On some days you’ll see makeshift shrines for victims of car accidents or violence by the side of the road, placed next to a mangled guardrail or wrapped around a lamppost. As more people hear of the tragedy, teddy bears, flowers, and notes accumulate. Princess Diana’s was the biggest of such shrines, a mountain of hundreds of thousands of plastic-sheathed bouquets outside her residence. Queen Elizabeth resisted the presumptuous momentum of all the grief but finally relented and went to inspect the flower shrine and its handwritten messages, a concession to sentiment depicted in the movie The Queen. Maybe I was the only one in the theater who thought the Queen was right; I rooted for her propriety over Tony Blair’s dubious advice that she drag the monarchy into the modern age by publicly displaying a sentiment she probably didn’t feel. The mourners didn’t even know Diana, the queen reasoned by an obsolete logic of restrained stoicism, and the palace flag didn’t fly at half-mast even for more illustrious figures. But she caved in the end. We most always do.

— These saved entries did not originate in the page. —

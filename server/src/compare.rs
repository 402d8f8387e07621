//! Line-level comparison of two text files, possibly in different
//! repositories.

use crate::error::RepoError;
use crate::extract::read_text_lossy;
use crate::scan::classify;
use crate::types::*;
use similar::{ChangeTag, TextDiff};
use std::fs;
use std::path::Path;

fn line_of(change_value: &str) -> String {
    let text = change_value.strip_suffix('\n').unwrap_or(change_value);
    text.strip_suffix('\r').unwrap_or(text).to_string()
}

fn summary_of(repo: &Repository, rel_path: &str, abs: &Path, line_count: usize) -> FileSummary {
    FileSummary {
        path: rel_path.to_string(),
        repository: repo.name.clone(),
        line_count,
        size_bytes: fs::metadata(abs).map(|m| m.len()).unwrap_or(0),
    }
}

/// Compare two repository files line by line.
///
/// Both paths must name existing regular files classified as text. The diff
/// tags each line as unchanged, removed (only in the first file), or added
/// (only in the second file), walking the merged stream with a single
/// counter: it starts at 0, advances on unchanged and removed lines, and
/// stamps added lines with its current value without advancing. The output
/// carries at most [`MAX_DIFF_ENTRIES`] differences while
/// `differences_count` reflects the true total.
pub fn compare(
    repo1: &Repository,
    rel_path1: &str,
    repo2: &Repository,
    rel_path2: &str,
) -> Result<CompareResult, RepoError> {
    let abs1 = repo1.checked_file(rel_path1)?;
    let abs2 = repo2.checked_file(rel_path2)?;

    if !matches!(classify(&abs1), FileKind::Text) || !matches!(classify(&abs2), FileKind::Text) {
        return Err(RepoError::InvalidArgument("both files must be text files".to_string()));
    }

    let content1 = read_text_lossy(&abs1)?;
    let content2 = read_text_lossy(&abs2)?;
    let lines1: Vec<&str> = content1.lines().collect();
    let lines2: Vec<&str> = content2.lines().collect();
    let identical = lines1 == lines2;

    let mut differences: Vec<DiffEntry> = Vec::new();
    let mut differences_count = 0usize;

    if !identical {
        let diff = TextDiff::from_lines(content1.as_str(), content2.as_str());
        let mut line_number = 0usize;
        for change in diff.iter_all_changes() {
            match change.tag() {
                ChangeTag::Delete => {
                    differences_count += 1;
                    if differences.len() < MAX_DIFF_ENTRIES {
                        differences.push(DiffEntry {
                            kind: DiffKind::Removed,
                            line_number,
                            content: line_of(change.value()),
                        });
                    }
                    line_number += 1;
                }
                ChangeTag::Insert => {
                    differences_count += 1;
                    if differences.len() < MAX_DIFF_ENTRIES {
                        differences.push(DiffEntry {
                            kind: DiffKind::Added,
                            line_number,
                            content: line_of(change.value()),
                        });
                    }
                }
                ChangeTag::Equal => {
                    line_number += 1;
                }
            }
        }
    }

    Ok(CompareResult {
        file1: summary_of(repo1, rel_path1, &abs1, lines1.len()),
        file2: summary_of(repo2, rel_path2, &abs2, lines2.len()),
        comparison: Comparison { identical, differences_count, differences },
    })
}

#[cfg(test)]
mod tests {
    use super::*;

    fn repo_with(files: &[(&str, &str)]) -> (tempfile::TempDir, Repository) {
        let dir = tempfile::tempdir().unwrap();
        for (name, body) in files {
            std::fs::write(dir.path().join(name), body).unwrap();
        }
        let repo = Repository { name: "t".to_string(), root: dir.path().to_path_buf() };
        (dir, repo)
    }

    #[test]
    fn test_identical_self_compare() {
        let (_dir, repo) = repo_with(&[("a.md", "one\ntwo\nthree\n")]);
        let result = compare(&repo, "a.md", &repo, "a.md").unwrap();
        assert!(result.comparison.identical);
        assert_eq!(result.comparison.differences_count, 0);
        assert!(result.comparison.differences.is_empty());
        assert_eq!(result.file1.line_count, 3);
        assert_eq!(result.file2.line_count, 3);
    }

    #[test]
    fn test_single_appended_line() {
        let (_dir, repo) =
            repo_with(&[("a.md", "one\ntwo\nthree\n"), ("b.md", "one\ntwo\nthree\nfour\n")]);
        let result = compare(&repo, "a.md", &repo, "b.md").unwrap();
        assert!(!result.comparison.identical);
        assert_eq!(result.comparison.differences_count, 1);
        let entry = &result.comparison.differences[0];
        assert_eq!(entry.kind, DiffKind::Added);
        assert_eq!(entry.content, "four");
        // Three unchanged lines advance the counter to 3; the added line is
        // stamped without advancing it.
        assert_eq!(entry.line_number, 3);
    }

    #[test]
    fn test_removed_line_numbering() {
        let (_dir, repo) =
            repo_with(&[("a.md", "one\ntwo\nthree\n"), ("b.md", "one\nthree\n")]);
        let result = compare(&repo, "a.md", &repo, "b.md").unwrap();
        assert_eq!(result.comparison.differences_count, 1);
        let entry = &result.comparison.differences[0];
        assert_eq!(entry.kind, DiffKind::Removed);
        assert_eq!(entry.content, "two");
        // "one" advances the counter to 1, so the removed line sits at 1 —
        // its 0-based position in the first file.
        assert_eq!(entry.line_number, 1);
    }

    #[test]
    fn test_replaced_line_emits_removed_and_added() {
        let (_dir, repo) = repo_with(&[("a.md", "alpha\nbeta\n"), ("b.md", "alpha\ngamma\n")]);
        let result = compare(&repo, "a.md", &repo, "b.md").unwrap();
        assert_eq!(result.comparison.differences_count, 2);
        let kinds: Vec<DiffKind> =
            result.comparison.differences.iter().map(|d| d.kind).collect();
        assert!(kinds.contains(&DiffKind::Removed));
        assert!(kinds.contains(&DiffKind::Added));
    }

    #[test]
    fn test_output_capped_but_count_uncapped() {
        let left: String = (0..30).map(|i| format!("left {i}\n")).collect();
        let right: String = (0..30).map(|i| format!("right {i}\n")).collect();
        let (_dir, repo) = repo_with(&[("a.txt", left.as_str()), ("b.txt", right.as_str())]);
        let result = compare(&repo, "a.txt", &repo, "b.txt").unwrap();
        assert_eq!(result.comparison.differences.len(), MAX_DIFF_ENTRIES);
        assert_eq!(result.comparison.differences_count, 60);
    }

    #[test]
    fn test_non_text_rejected() {
        let (_dir, repo) = repo_with(&[("a.md", "text\n"), ("blob.bin", "\u{0}\u{1}")]);
        let err = compare(&repo, "a.md", &repo, "blob.bin").unwrap_err();
        assert!(err.to_string().contains("text"));
    }

    #[test]
    fn test_missing_file_rejected_per_file() {
        let (_dir, repo) = repo_with(&[("a.md", "text\n")]);
        assert!(matches!(
            compare(&repo, "a.md", &repo, "nope.md"),
            Err(RepoError::NotFound { .. })
        ));
    }
}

Sentiment surfaces fast and runs hot in public life, and it compels our attention. On good days I dimly register this makeshift iconography of people’s sorrows, losses, and challenges. Some of them have been my own, too, but I don’t have ribbons. On my dark days I believe that pink ribbons and 5K runs and temporary shrines and teddy bears and emails exclamation-pointed into a frenzy—the sentimental public culture—is malicious to civil society and impedes in one elegant motion our capacities for deliberation in public life and intimacy in private life. On the days I’m feeling melodramatic I suspect that we are in the grips of death by treacle.